**TASK GOAL:** Which lines in the records below contain the word "target"? Copy each one out.

Entries taken from a collection:
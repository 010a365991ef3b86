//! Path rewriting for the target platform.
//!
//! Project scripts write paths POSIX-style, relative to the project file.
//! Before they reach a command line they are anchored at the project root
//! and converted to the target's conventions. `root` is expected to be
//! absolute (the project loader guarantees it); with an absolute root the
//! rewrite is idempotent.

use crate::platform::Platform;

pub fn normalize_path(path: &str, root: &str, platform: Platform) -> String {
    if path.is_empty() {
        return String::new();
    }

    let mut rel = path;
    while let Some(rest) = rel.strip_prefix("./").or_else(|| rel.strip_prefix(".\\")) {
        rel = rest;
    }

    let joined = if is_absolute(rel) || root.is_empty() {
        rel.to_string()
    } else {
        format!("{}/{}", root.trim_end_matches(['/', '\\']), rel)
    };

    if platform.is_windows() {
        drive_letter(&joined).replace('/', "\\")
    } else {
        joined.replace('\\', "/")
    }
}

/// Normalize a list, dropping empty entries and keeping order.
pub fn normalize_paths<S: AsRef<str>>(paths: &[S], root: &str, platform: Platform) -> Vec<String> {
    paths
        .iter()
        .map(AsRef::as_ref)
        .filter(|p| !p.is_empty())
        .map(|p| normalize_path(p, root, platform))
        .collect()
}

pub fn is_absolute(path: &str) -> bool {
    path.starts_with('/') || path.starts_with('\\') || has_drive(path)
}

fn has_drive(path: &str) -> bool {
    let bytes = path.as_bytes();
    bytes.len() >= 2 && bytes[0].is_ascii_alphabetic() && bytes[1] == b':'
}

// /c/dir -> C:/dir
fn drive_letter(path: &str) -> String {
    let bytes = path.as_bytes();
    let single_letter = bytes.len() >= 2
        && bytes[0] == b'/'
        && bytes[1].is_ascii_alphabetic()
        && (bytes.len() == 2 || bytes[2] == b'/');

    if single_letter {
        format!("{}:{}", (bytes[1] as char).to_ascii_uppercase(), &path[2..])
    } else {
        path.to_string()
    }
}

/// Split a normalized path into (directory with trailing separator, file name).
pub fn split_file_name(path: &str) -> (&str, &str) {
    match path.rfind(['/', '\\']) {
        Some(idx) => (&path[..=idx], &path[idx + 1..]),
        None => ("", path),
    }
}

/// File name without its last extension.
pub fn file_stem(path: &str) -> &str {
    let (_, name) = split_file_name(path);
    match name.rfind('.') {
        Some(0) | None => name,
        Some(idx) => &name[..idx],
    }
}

**WRITTEN REPLY:**
//! Path rewriting for the target platform.
//! and converted to the target's conventions. `root` is expected to be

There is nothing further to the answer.